At the end of a long day, after my kids are in bed, lunches are packed and the kitchen is as clean as it’s going to get, I like to eat ice cream. Often, this ritual happens at 10 p.m. You might be thinking: “What
kind of nutrition expert promotes late-night emotional eating?” I say: one with expertise in weight management. Looking forward to my ice cream (measured into a half-cup container) keeps me from reaching for sweets earlier in the day. And the whole “eating after 6 p.m. makes you fat” thing just isn’t true. EatingWell Contributing Editor Joyce Hendley tackles this myth and others in a story in the September/October issue of EatingWell Magazine
. Here are the details on the 6 p.m. food myth, plus highlights of other myths you should ignore.
Myth 1: “Calories eaten at night are more fattening than those eaten early in the day.”
The truth: According to Dr. John Foreyt, director of the Behavioral Medicine Research Center at Baylor College of Medicine in Houston: “Calories are calories are calories, and it doesn’t matter what time you eat them. What matters are the total calories you take in.”

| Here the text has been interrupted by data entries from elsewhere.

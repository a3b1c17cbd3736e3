// Canonical "unavailable" sentinel for optional host facts.

use serde::{Serialize, Serializer};
use std::fmt;

/// Rendered text for an unavailable value, in the report and in JSON.
pub const NOT_AVAILABLE: &str = "N/A";

/// A value that a probe may or may not have been able to determine.
#[derive(Debug, Clone, PartialEq)]
pub enum Field<T> {
    Available(T),
    Unavailable,
}

impl<T> Default for Field<T> {
    fn default() -> Self {
        Field::Unavailable
    }
}

impl<T> Field<T> {
    pub fn is_available(&self) -> bool {
        matches!(self, Field::Available(_))
    }

    pub fn value(&self) -> Option<&T> {
        match self {
            Field::Available(v) => Some(v),
            Field::Unavailable => None,
        }
    }

    /// Render with `f`, or `N/A`.
    pub fn render(&self, f: impl FnOnce(&T) -> String) -> String {
        match self {
            Field::Available(v) => f(v),
            Field::Unavailable => NOT_AVAILABLE.to_string(),
        }
    }
}

impl Field<String> {
    /// Empty strings count as unavailable.
    pub fn non_empty(s: impl Into<String>) -> Self {
        let s = s.into();
        if s.trim().is_empty() {
            Field::Unavailable
        } else {
            Field::Available(s)
        }
    }
}

impl<T> From<Option<T>> for Field<T> {
    fn from(v: Option<T>) -> Self {
        match v {
            Some(v) => Field::Available(v),
            None => Field::Unavailable,
        }
    }
}

impl<T: fmt::Display> fmt::Display for Field<T> {
    fn fmt(&self, f: &mut fmt::Formatter<'_>) -> fmt::Result {
        match self {
            Field::Available(v) => v.fmt(f),
            Field::Unavailable => f.write_str(NOT_AVAILABLE),
        }
    }
}

impl<T: Serialize> Serialize for Field<T> {
    fn serialize<S: Serializer>(&self, serializer: S) -> Result<S::Ok, S::Error> {
        match self {
            Field::Available(v) => v.serialize(serializer),
            Field::Unavailable => serializer.serialize_str(NOT_AVAILABLE),
        }
    }
}

/// Join a list for display; an empty list is unavailable.
pub fn join_or_na<I, S>(items: I, sep: &str) -> String
where
    I: IntoIterator<Item = S>,
    S: AsRef<str>,
{
    let joined = items
        .into_iter()
        .map(|s| s.as_ref().to_string())
        .collect::<Vec<_>>()
        .join(sep);
    if joined.is_empty() {
        NOT_AVAILABLE.to_string()
    } else {
        joined
    }
}
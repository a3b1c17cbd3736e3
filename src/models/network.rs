// Network interface, routing, connection and DNS models

use serde::Serialize;

use super::Field;

#[derive(Debug, Clone, Copy, PartialEq, Eq, Serialize)]
#[serde(rename_all = "lowercase")]
pub enum LinkStatus {
    Up,
    Down,
}

impl std::fmt::Display for LinkStatus {
    fn fmt(&self, f: &mut std::fmt::Formatter<'_>) -> std::fmt::Result {
        match self {
            LinkStatus::Up => f.write_str("up"),
            LinkStatus::Down => f.write_str("down"),
        }
    }
}

#[derive(Debug, Clone, Default, PartialEq, Serialize)]
#[serde(rename_all = "camelCase")]
pub struct InterfaceInfo {
    pub name: String,
    pub status: Field<LinkStatus>,
    pub ipv4: Field<String>,
    pub ipv6: Field<String>,
    pub mac: Field<String>,
    pub netmask: Field<String>,
    pub broadcast: Field<String>,
    pub mtu: Field<u32>,
    pub speed_mbps: Field<u64>,
}

#[derive(Debug, Clone, Default, PartialEq, Serialize)]
#[serde(rename_all = "camelCase")]
pub struct RouteEntry {
    pub destination: String,
    pub gateway: Field<String>,
    pub interface: Field<String>,
    pub netmask: Field<String>,
    pub flags: Field<String>,
    pub metric: Field<u32>,
}

/// Routing table from the platform's routing tool: parsed entries plus the raw text.
#[derive(Debug, Clone, Default, PartialEq, Serialize)]
#[serde(rename_all = "camelCase")]
pub struct RoutingTable {
    pub entries: Vec<RouteEntry>,
    pub raw: Field<String>,
}

impl RoutingTable {
    pub fn is_empty(&self) -> bool {
        self.entries.is_empty() && !self.raw.is_available()
    }
}

#[derive(Debug, Clone, Copy, PartialEq, Eq, PartialOrd, Ord, Serialize)]
pub enum Protocol {
    #[serde(rename = "TCP")]
    Tcp,
    #[serde(rename = "UDP")]
    Udp,
}

impl std::fmt::Display for Protocol {
    fn fmt(&self, f: &mut std::fmt::Formatter<'_>) -> std::fmt::Result {
        match self {
            Protocol::Tcp => f.write_str("TCP"),
            Protocol::Udp => f.write_str("UDP"),
        }
    }
}

#[derive(Debug, Clone, PartialEq, Serialize)]
#[serde(rename_all = "camelCase")]
pub struct ConnectionInfo {
    pub protocol: Protocol,
    pub local_address: String,
    pub remote_address: Field<String>,
    pub status: String,
    pub pid: Field<u32>,
    pub process_name: Field<String>,
}

#[derive(Debug, Clone, Default, PartialEq, Serialize)]
#[serde(rename_all = "camelCase")]
pub struct DnsConfig {
    pub primary: Field<String>,
    pub secondary: Field<String>,
    pub search_domains: Vec<String>,
}

impl DnsConfig {
    /// Build from nameservers in resolver order; duplicates are dropped.
    pub fn from_servers(servers: &[String], search_domains: Vec<String>) -> Self {
        let mut unique: Vec<&String> = Vec::with_capacity(servers.len());
        for s in servers {
            if !unique.contains(&s) {
                unique.push(s);
            }
        }
        Self {
            primary: unique.first().map(|s| s.to_string()).into(),
            secondary: unique.get(1).map(|s| s.to_string()).into(),
            search_domains,
        }
    }

    pub fn is_empty(&self) -> bool {
        !self.primary.is_available()
            && !self.secondary.is_available()
            && self.search_domains.is_empty()
    }
}

/// Network collector output. `error` never replaces data already gathered.
#[derive(Debug, Clone, Default, PartialEq, Serialize)]
#[serde(rename_all = "camelCase")]
pub struct NetworkSnapshot {
    pub interfaces: Vec<InterfaceInfo>,
    pub routing_table: RoutingTable,
    pub active_connections: Vec<ConnectionInfo>,
    pub dns: DnsConfig,
    pub firewall_rules: Field<String>,
    #[serde(skip_serializing_if = "Option::is_none")]
    pub error: Option<String>,
}

impl NetworkSnapshot {
    /// Append to the error marker, keeping earlier messages.
    pub fn push_error(&mut self, message: impl Into<String>) {
        let message = message.into();
        self.error = Some(match self.error.take() {
            Some(prev) => format!("{}; {}", prev, message),
            None => message,
        });
    }
}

Myth 2: Limit carbs. They make you fat.
The truth: There’s nothing inherently fattening about carbohydrates, says Jean Harvey-Berino, Ph.D., R.D., chair of the department of nutrition and food sciences at the University of Vermont and co-author of The EatingWell Diet
(Countryman, 2007). “It’s eating too many calories, period, that makes you fat.” There’s no question that foods full of refined carbohydrates, such as white bread, pasta and doughnuts, can raise your risk of developing health problems like heart disease and diabetes. But if you cut out so-called “good-carb” foods, such as whole grains, beans, fruits and vegetables, you’re missing out on your body’s main source of fuel as well as vital nutrients, such as fiber. What’s more, for many people, a low-carb diet may be harder to stick with in the long run.
Myth 3: Eating foods like wheat or dairy that your body can’t process causes you to pack on pounds.

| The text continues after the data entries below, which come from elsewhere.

// Parsers for routing, DNS and firewall tool output.

use std::net::{IpAddr, Ipv4Addr};

use crate::models::{DnsConfig, Field, RouteEntry, RoutingTable};

/// IPv4 netmask for a prefix length (clamped to 32).
pub(crate) fn prefix_to_netmask(prefix: u8) -> Ipv4Addr {
    let prefix = prefix.min(32) as u32;
    let bits = if prefix == 0 {
        0
    } else {
        u32::MAX << (32 - prefix)
    };
    Ipv4Addr::from(bits)
}

const IP_ROUTE_TYPES: [&str; 9] = [
    "unicast",
    "local",
    "broadcast",
    "multicast",
    "throw",
    "unreachable",
    "prohibit",
    "blackhole",
    "nat",
];

const IP_ROUTE_KEYS: [&str; 12] = [
    "via", "dev", "metric", "proto", "scope", "src", "table", "mtu", "pref", "expires", "realm",
    "advmss",
];

fn netmask_for_destination(destination: &str) -> Field<String> {
    if destination == "default" {
        return Field::Available(Ipv4Addr::UNSPECIFIED.to_string());
    }
    match destination.split_once('/') {
        Some((addr, prefix)) => match (addr.parse::<Ipv4Addr>(), prefix.parse::<u8>()) {
            (Ok(_), Ok(p)) => Field::Available(prefix_to_netmask(p).to_string()),
            _ => Field::Unavailable,
        },
        None if destination.parse::<Ipv4Addr>().is_ok() => {
            Field::Available(Ipv4Addr::BROADCAST.to_string())
        }
        None => Field::Unavailable,
    }
}

fn parse_ip_route_line(line: &str) -> Option<RouteEntry> {
    let mut tokens = line.split_whitespace();
    let mut flags: Vec<String> = Vec::new();

    let mut first = tokens.next()?;
    if IP_ROUTE_TYPES.contains(&first) {
        flags.push(first.to_string());
        first = tokens.next()?;
    }

    let mut entry = RouteEntry {
        destination: first.to_string(),
        netmask: netmask_for_destination(first),
        ..Default::default()
    };

    while let Some(tok) = tokens.next() {
        if IP_ROUTE_KEYS.contains(&tok) {
            let Some(value) = tokens.next() else {
                flags.push(tok.to_string());
                break;
            };
            match tok {
                "via" => entry.gateway = Field::non_empty(value),
                "dev" => entry.interface = Field::non_empty(value),
                "metric" => entry.metric = value.parse().ok().into(),
                _ => flags.push(format!("{} {}", tok, value)),
            }
        } else {
            flags.push(tok.to_string());
        }
    }
    if !flags.is_empty() {
        entry.flags = Field::Available(flags.join(" "));
    }
    Some(entry)
}

/// Linux `ip route show`.
pub fn parse_ip_route(text: &str) -> Option<RoutingTable> {
    if text.trim().is_empty() {
        return None;
    }
    let entries = text
        .lines()
        .filter(|l| !l.trim().is_empty() && !l.starts_with(char::is_whitespace))
        .filter_map(parse_ip_route_line)
        .collect();
    Some(RoutingTable {
        entries,
        raw: Field::Available(text.to_string()),
    })
}

/// `netstat -rn` on Linux and BSD/macOS: header-driven column mapping.
pub fn parse_netstat_routes(text: &str) -> Option<RoutingTable> {
    let mut entries = Vec::new();
    let mut columns: Option<Vec<String>> = None;

    for line in text.lines() {
        let trimmed = line.trim();
        if trimmed.is_empty() || trimmed.ends_with(':') {
            columns = None;
            continue;
        }
        if trimmed.starts_with("Destination") {
            columns = Some(
                trimmed
                    .split_whitespace()
                    .map(|c| c.to_lowercase())
                    .collect(),
            );
            continue;
        }
        let Some(cols) = columns.as_ref() else {
            continue;
        };
        let mut entry = RouteEntry::default();
        for (col, value) in cols.iter().zip(trimmed.split_whitespace()) {
            match col.as_str() {
                "destination" => entry.destination = value.to_string(),
                "gateway" => entry.gateway = Field::non_empty(value),
                "genmask" | "netmask" => entry.netmask = Field::non_empty(value),
                "flags" => entry.flags = Field::non_empty(value),
                "iface" | "netif" => entry.interface = Field::non_empty(value),
                "metric" => entry.metric = value.parse().ok().into(),
                _ => {}
            }
        }
        if !entry.destination.is_empty() {
            entries.push(entry);
        }
    }

    if entries.is_empty() {
        return None;
    }
    Some(RoutingTable {
        entries,
        raw: Field::Available(text.to_string()),
    })
}

/// Keep the tool output as raw text only (Windows `route print`).
pub fn raw_routes(text: &str) -> Option<RoutingTable> {
    if text.trim().is_empty() {
        return None;
    }
    Some(RoutingTable {
        entries: Vec::new(),
        raw: Field::Available(text.to_string()),
    })
}

fn push_unique(list: &mut Vec<String>, value: &str) {
    if !value.is_empty() && !list.iter().any(|v| v == value) {
        list.push(value.to_string());
    }
}

/// `/etc/resolv.conf`. The last `search`/`domain` line wins, as in the resolver.
pub fn parse_resolv_conf(text: &str) -> Option<DnsConfig> {
    let mut servers = Vec::new();
    let mut search: Vec<String> = Vec::new();
    for line in text.lines() {
        let line = line.trim();
        if line.starts_with('#') || line.starts_with(';') {
            continue;
        }
        let mut parts = line.split_whitespace();
        match parts.next() {
            Some("nameserver") => {
                if let Some(server) = parts.next() {
                    servers.push(server.to_string());
                }
            }
            Some("search") | Some("domain") => {
                search = parts.map(str::to_string).collect();
            }
            _ => {}
        }
    }
    if servers.is_empty() && search.is_empty() {
        return None;
    }
    Some(DnsConfig::from_servers(&servers, search))
}

/// macOS `scutil --dns`.
pub fn parse_scutil_dns(text: &str) -> Option<DnsConfig> {
    let mut servers = Vec::new();
    let mut search = Vec::new();
    for line in text.lines() {
        let line = line.trim();
        let Some((key, value)) = line.split_once(" : ") else {
            continue;
        };
        let value = value.trim();
        if key.starts_with("nameserver") {
            servers.push(value.to_string());
        } else if key.starts_with("search domain") {
            push_unique(&mut search, value);
        }
    }
    if servers.is_empty() && search.is_empty() {
        return None;
    }
    Some(DnsConfig::from_servers(&servers, search))
}

#[derive(Clone, Copy, PartialEq)]
enum IpconfigKey {
    Servers,
    Search,
}

/// Windows `ipconfig /all`; handles values continued on the following lines.
pub fn parse_ipconfig_all(text: &str) -> Option<DnsConfig> {
    let mut servers = Vec::new();
    let mut search = Vec::new();
    let mut current: Option<IpconfigKey> = None;

    for line in text.lines() {
        let trimmed = line.trim();
        if trimmed.is_empty() {
            current = None;
            continue;
        }
        let value = if let Some((key, value)) = line.split_once(" : ") {
            current = if key.contains("DNS Servers") {
                Some(IpconfigKey::Servers)
            } else if key.contains("DNS Suffix Search List") {
                Some(IpconfigKey::Search)
            } else {
                None
            };
            value.trim()
        } else {
            trimmed
        };
        match current {
            Some(IpconfigKey::Servers) => {
                if value.split('%').next().and_then(|v| v.parse::<IpAddr>().ok()).is_some() {
                    servers.push(value.to_string());
                }
            }
            Some(IpconfigKey::Search) => push_unique(&mut search, value),
            None => {}
        }
    }
    if servers.is_empty() && search.is_empty() {
        return None;
    }
    Some(DnsConfig::from_servers(&servers, search))
}

/// `ufw status numbered`: accepted only while ufw is active.
pub fn ufw_active_rules(text: &str) -> Option<String> {
    if text.contains("Status: active") {
        Some(text.to_string())
    } else {
        None
    }
}

/// Any non-blank output, verbatim.
pub fn non_blank(text: &str) -> Option<String> {
    if text.trim().is_empty() {
        None
    } else {
        Some(text.to_string())
    }
}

The truth: This theory is, in fact, “illogical,” says Marc Riedl, M.D., assistant professor of clinical immunology and allergy at UCLA. The inability to “process” foods, he notes, “would mean the foods are not metabolized and calories would not be absorbed.” Of course, cutting out whole categories of foods will probably help you lose weight, simply because it takes so many choices off the table—but it also might cause you to underconsume important nutrients like calcium.
Myth 4: Eating many mini meals helps you control your weight better than eating fewer, larger meals.
The truth: Our metabolisms rev up slightly each time we eat, as our bodies process what we’ve consumed. So by having many mini meals instead of fewer, larger ones, we shift our metabolism into a higher gear more often—and burn a few more calories. But “the calorie difference is so small it doesn’t add up to a hill of beans,” says Foreyt. That said, snacking between meals may help some dieters by keeping them from getting overly hungry and eating too many calories when they finally sit down to dinner.
Myth 5: You crave certain foods because you’re deficient in one of the nutrients they provide.
The truth: Human food cravings tend to be more about satisfying emotional needs, says Marcia Pelchat, Ph.D., a researcher at the Monell Chemical Senses Center in Philadelphia. “Cravings tend to occur when your diet is restricted or boring, or when you know that you can’t have something,” says Pelchat. “If it’s forbidden, you usually want it more.” Not surprisingly, the most commonly craved foods tend to be fatty, high-calorie fare—that’s why you might crave a cheeseburger. It’s not because you’re deficient in iron or protein.
Myth 6: It’s important to fast periodically, to cleanse toxins from your body.
The truth: Your body has its own elegantly designed system for removing toxins—namely, the liver, kidneys and spleen. There isn’t any evidence that not eating—or consuming only juice—for any period of time makes them do this job any better, says Keith-Thomas Ayoob, Ed.D., R.D., of Albert Einstein College of Medicine.